§ Excerpted data
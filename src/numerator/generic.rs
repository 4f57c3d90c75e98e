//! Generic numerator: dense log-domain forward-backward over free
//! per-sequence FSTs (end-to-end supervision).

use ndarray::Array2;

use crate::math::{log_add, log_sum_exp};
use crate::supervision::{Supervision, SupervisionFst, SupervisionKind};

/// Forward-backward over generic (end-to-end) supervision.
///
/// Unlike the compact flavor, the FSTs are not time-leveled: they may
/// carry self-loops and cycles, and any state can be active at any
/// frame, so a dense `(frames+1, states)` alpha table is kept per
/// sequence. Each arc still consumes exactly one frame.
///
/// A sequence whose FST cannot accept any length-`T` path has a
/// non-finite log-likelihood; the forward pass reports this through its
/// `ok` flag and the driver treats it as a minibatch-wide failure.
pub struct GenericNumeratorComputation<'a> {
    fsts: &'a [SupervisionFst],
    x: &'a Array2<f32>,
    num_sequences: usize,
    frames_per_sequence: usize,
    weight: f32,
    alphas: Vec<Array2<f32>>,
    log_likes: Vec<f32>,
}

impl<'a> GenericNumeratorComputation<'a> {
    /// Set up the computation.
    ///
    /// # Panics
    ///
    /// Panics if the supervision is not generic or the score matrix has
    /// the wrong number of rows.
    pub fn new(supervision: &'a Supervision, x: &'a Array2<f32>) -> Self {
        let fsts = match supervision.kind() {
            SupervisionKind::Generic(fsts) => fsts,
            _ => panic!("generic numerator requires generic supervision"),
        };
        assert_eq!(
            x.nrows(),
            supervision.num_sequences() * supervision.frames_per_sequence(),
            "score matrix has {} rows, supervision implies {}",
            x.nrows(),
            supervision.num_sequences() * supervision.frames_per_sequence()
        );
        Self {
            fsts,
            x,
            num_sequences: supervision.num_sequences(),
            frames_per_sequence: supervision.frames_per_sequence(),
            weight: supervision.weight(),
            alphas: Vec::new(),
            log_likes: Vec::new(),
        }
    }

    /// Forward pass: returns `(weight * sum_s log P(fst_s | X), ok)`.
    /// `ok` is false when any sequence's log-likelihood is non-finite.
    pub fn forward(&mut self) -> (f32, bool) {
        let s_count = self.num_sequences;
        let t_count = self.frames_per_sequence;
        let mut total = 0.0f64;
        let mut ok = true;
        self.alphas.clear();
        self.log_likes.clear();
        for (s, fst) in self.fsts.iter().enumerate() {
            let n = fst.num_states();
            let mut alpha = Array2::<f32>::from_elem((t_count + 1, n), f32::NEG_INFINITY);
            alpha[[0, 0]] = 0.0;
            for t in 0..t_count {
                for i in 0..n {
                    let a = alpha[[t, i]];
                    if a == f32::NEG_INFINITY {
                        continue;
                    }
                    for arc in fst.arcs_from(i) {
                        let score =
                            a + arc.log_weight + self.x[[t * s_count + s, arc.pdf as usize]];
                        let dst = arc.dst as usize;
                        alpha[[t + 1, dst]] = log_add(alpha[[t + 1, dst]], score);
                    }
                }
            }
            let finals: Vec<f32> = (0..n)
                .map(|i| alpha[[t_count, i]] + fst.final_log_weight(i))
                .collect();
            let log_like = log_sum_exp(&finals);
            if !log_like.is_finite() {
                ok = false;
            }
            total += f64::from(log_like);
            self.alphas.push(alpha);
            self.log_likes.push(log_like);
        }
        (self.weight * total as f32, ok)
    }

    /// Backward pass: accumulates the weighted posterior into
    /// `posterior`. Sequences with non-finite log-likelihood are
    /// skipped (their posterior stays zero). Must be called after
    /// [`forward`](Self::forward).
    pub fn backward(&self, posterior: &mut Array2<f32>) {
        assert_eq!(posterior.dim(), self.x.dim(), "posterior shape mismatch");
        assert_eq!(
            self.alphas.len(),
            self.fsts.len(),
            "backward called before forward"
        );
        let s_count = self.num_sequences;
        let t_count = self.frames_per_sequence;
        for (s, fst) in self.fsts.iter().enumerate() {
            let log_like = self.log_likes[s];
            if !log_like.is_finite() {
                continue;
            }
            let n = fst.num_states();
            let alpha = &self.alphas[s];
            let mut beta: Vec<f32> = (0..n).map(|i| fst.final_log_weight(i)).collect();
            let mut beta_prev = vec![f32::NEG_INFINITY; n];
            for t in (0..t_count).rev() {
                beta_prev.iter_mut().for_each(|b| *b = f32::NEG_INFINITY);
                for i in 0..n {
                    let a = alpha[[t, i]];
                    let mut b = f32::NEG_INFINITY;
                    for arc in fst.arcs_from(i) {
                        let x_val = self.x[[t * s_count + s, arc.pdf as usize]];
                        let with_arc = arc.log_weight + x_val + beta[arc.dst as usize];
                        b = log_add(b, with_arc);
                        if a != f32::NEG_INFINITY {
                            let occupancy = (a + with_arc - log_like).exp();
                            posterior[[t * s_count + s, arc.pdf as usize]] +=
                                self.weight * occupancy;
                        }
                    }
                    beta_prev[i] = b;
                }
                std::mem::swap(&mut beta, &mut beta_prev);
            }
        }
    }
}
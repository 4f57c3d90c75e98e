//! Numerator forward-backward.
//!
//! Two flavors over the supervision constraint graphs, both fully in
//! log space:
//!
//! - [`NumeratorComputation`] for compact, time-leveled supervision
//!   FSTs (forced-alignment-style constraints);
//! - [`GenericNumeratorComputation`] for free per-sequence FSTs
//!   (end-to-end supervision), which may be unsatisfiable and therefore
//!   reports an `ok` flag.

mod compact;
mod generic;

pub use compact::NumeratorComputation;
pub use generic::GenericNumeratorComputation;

...

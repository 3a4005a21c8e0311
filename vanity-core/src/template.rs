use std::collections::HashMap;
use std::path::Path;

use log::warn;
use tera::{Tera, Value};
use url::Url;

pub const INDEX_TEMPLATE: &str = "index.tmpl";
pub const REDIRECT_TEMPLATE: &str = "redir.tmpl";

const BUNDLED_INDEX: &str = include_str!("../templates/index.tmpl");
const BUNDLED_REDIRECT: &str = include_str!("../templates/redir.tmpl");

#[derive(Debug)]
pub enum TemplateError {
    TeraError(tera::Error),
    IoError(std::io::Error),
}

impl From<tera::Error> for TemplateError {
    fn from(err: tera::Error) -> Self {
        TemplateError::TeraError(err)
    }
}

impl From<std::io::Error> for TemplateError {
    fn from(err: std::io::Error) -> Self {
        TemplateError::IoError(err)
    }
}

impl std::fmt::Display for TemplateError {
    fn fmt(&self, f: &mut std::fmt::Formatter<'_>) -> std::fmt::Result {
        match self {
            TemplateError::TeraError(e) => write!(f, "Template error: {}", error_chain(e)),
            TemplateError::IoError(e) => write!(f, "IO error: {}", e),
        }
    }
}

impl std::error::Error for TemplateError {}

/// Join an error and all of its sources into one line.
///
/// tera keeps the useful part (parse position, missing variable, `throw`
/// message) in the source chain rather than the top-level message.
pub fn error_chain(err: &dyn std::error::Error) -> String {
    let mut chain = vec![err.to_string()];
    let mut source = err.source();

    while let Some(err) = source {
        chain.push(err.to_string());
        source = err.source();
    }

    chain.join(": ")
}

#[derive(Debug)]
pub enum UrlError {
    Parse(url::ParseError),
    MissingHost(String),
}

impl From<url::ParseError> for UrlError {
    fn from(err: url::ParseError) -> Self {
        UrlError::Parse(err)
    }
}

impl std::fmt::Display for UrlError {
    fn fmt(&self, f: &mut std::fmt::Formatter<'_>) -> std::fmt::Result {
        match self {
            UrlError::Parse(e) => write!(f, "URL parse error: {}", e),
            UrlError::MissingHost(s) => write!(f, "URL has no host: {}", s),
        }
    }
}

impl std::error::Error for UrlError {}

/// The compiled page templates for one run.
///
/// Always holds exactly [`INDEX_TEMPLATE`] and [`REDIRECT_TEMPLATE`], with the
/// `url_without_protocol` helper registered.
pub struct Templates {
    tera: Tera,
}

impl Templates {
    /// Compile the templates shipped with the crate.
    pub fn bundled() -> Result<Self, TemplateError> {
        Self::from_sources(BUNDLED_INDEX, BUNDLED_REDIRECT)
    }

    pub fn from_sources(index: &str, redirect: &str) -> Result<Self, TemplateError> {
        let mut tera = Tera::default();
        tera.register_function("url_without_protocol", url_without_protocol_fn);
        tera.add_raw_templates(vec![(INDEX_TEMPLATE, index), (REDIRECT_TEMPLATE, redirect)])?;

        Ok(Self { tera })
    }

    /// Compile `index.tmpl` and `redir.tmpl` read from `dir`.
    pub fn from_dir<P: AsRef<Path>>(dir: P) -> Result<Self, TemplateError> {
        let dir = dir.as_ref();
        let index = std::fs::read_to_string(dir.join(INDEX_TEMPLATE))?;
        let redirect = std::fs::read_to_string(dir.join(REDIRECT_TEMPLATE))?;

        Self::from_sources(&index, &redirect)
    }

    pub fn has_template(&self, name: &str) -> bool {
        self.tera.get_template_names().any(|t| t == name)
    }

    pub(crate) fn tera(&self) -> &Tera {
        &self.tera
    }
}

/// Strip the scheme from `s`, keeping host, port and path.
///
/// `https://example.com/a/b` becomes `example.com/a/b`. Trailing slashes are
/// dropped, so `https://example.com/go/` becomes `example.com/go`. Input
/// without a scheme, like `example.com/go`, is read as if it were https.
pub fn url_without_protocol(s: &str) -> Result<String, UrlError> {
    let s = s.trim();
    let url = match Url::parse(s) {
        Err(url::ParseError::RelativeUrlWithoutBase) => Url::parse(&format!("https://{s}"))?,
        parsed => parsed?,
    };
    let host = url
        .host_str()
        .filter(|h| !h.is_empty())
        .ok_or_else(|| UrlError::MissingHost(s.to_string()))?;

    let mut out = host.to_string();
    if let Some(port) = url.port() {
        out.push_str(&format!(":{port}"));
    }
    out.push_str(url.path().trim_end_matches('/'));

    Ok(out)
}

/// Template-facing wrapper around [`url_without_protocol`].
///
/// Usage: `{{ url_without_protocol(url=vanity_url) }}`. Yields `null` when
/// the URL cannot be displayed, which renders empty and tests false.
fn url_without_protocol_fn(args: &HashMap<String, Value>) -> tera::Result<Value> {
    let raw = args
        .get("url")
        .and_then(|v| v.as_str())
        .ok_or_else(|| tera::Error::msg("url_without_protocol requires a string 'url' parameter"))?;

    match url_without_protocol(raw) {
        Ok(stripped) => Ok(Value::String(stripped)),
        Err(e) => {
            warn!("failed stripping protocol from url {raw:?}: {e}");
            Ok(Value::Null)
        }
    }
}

§ Assignment
Present each line from the listing that holds the string "Some".

§ Exercise solution
    while let Some(err) = source {
    if let Some(port) = url.port() {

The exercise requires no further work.